[[ DATA UNDER STUDY, beginning ]]

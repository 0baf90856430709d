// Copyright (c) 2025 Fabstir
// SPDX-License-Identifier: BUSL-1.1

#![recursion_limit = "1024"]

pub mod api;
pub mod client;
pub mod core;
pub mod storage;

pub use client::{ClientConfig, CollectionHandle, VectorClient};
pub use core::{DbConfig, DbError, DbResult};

[[ DATA UNDER STUDY, end ]]
[[ DATA UNDER STUDY, beginning ]]

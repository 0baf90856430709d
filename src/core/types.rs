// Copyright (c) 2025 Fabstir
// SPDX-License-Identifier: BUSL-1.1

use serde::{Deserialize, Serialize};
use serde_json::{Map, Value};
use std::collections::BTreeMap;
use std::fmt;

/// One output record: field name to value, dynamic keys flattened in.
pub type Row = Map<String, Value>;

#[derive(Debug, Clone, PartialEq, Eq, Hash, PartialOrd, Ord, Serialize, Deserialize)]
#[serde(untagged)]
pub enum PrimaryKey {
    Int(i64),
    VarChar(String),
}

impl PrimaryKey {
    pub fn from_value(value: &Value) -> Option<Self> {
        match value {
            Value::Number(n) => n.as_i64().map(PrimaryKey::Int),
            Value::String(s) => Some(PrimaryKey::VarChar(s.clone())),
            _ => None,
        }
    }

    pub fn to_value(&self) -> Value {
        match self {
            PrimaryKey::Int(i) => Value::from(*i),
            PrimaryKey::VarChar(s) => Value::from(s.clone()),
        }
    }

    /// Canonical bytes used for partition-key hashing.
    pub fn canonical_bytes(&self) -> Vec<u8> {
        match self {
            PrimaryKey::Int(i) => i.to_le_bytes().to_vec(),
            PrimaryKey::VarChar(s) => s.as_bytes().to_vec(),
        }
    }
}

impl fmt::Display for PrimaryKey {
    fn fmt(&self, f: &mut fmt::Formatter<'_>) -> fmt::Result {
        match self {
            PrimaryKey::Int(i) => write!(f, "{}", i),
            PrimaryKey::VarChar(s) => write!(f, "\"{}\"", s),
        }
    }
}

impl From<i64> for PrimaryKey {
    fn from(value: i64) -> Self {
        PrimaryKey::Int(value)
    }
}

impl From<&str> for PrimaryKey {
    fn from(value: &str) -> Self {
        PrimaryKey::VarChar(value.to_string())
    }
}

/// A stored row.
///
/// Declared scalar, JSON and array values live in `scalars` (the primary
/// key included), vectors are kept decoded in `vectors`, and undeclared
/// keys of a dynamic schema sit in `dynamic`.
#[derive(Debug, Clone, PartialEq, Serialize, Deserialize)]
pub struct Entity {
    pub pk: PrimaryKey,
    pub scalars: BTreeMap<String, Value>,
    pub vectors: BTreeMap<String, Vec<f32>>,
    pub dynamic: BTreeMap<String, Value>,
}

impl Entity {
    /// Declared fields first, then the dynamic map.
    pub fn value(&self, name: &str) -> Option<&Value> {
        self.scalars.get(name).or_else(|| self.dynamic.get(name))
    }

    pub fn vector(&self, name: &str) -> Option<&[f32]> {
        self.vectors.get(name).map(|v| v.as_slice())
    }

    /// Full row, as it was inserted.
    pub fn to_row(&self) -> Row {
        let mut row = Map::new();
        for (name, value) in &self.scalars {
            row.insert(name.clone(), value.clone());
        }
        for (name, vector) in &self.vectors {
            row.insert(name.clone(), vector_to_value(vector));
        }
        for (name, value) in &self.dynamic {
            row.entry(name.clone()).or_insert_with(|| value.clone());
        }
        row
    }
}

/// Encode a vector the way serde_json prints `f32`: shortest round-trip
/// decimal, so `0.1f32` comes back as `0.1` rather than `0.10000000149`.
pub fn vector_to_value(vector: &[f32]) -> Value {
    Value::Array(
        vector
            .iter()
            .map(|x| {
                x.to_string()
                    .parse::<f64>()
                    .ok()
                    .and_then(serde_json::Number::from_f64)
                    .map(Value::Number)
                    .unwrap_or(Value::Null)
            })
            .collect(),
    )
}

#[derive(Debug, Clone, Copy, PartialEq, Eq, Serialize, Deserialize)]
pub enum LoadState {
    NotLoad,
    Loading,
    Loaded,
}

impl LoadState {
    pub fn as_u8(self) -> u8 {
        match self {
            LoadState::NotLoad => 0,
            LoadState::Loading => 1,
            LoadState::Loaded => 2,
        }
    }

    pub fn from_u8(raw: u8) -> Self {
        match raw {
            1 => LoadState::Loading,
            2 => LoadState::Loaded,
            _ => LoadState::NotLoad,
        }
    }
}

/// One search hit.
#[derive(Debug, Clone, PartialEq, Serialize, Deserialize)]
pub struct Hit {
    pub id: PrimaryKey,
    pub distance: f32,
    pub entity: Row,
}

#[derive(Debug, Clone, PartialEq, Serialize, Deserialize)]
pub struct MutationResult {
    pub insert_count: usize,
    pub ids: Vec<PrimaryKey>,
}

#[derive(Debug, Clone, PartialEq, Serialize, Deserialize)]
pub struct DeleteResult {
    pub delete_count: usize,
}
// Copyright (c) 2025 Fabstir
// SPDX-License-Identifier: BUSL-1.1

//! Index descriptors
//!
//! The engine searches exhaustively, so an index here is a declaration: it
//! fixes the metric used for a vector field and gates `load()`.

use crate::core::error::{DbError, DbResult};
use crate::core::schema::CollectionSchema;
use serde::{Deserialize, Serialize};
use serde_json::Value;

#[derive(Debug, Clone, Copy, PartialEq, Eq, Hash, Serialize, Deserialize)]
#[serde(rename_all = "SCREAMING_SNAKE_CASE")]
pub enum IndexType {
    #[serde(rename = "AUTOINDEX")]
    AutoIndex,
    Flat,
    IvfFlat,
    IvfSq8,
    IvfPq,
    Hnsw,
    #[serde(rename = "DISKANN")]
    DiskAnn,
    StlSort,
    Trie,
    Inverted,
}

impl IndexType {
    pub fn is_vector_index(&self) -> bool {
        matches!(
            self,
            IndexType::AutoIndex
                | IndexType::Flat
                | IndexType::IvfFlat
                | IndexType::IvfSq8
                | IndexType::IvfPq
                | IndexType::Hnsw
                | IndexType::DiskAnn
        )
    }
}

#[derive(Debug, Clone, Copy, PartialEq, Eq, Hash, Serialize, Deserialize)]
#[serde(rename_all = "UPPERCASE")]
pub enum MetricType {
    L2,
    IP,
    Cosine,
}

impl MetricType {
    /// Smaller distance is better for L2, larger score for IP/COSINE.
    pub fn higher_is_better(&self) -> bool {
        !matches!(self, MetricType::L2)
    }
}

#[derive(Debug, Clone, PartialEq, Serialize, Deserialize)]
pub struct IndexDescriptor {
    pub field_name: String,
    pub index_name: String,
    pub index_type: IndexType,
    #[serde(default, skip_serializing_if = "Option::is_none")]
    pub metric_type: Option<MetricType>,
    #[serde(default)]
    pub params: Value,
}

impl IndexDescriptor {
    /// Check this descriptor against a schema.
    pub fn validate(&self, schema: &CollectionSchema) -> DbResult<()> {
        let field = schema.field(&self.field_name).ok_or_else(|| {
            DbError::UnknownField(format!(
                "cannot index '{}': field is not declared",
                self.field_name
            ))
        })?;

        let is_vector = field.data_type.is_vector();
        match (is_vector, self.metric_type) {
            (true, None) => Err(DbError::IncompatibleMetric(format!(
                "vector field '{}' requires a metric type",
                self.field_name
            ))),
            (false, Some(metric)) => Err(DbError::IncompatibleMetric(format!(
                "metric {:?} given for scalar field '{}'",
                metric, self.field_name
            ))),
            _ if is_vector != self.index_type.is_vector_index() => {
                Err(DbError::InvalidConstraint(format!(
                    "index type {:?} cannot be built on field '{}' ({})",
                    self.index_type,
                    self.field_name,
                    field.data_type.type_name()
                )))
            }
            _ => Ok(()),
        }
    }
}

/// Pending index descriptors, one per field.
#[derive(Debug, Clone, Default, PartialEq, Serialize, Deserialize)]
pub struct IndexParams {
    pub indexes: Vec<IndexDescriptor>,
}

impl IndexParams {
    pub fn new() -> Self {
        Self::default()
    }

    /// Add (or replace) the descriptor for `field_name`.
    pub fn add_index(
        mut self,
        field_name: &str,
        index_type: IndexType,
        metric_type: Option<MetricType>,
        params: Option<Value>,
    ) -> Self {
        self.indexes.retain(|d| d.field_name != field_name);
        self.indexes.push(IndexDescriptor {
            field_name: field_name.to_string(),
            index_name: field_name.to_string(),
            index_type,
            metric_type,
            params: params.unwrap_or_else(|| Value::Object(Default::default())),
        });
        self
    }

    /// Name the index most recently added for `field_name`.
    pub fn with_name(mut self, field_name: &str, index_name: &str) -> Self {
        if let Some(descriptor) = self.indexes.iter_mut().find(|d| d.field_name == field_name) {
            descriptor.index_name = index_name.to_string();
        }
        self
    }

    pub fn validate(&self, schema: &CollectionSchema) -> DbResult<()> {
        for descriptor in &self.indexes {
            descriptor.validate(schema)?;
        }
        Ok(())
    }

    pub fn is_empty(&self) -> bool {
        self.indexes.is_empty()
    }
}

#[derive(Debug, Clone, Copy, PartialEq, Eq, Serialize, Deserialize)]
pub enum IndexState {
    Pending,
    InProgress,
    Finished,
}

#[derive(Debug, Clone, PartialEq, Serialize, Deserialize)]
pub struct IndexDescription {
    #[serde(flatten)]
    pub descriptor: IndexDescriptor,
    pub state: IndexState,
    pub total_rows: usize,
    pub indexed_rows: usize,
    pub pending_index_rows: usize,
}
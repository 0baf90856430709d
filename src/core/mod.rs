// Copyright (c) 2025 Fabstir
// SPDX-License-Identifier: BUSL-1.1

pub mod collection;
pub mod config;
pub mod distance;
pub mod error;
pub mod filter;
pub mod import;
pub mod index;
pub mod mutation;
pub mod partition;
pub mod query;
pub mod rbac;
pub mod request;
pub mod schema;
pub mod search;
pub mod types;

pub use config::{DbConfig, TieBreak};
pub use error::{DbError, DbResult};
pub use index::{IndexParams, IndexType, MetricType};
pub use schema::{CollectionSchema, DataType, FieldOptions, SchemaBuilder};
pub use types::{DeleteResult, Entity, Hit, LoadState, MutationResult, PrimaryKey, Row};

[[ DATA UNDER STUDY, end ]]

### PROBLEM TO SOLVE
What is needed is every line from the data above that includes the string "Loaded", copied out.

### THE COMPLETED TASK
    Loaded,
            LoadState::Loaded => 2,
            2 => LoadState::Loaded,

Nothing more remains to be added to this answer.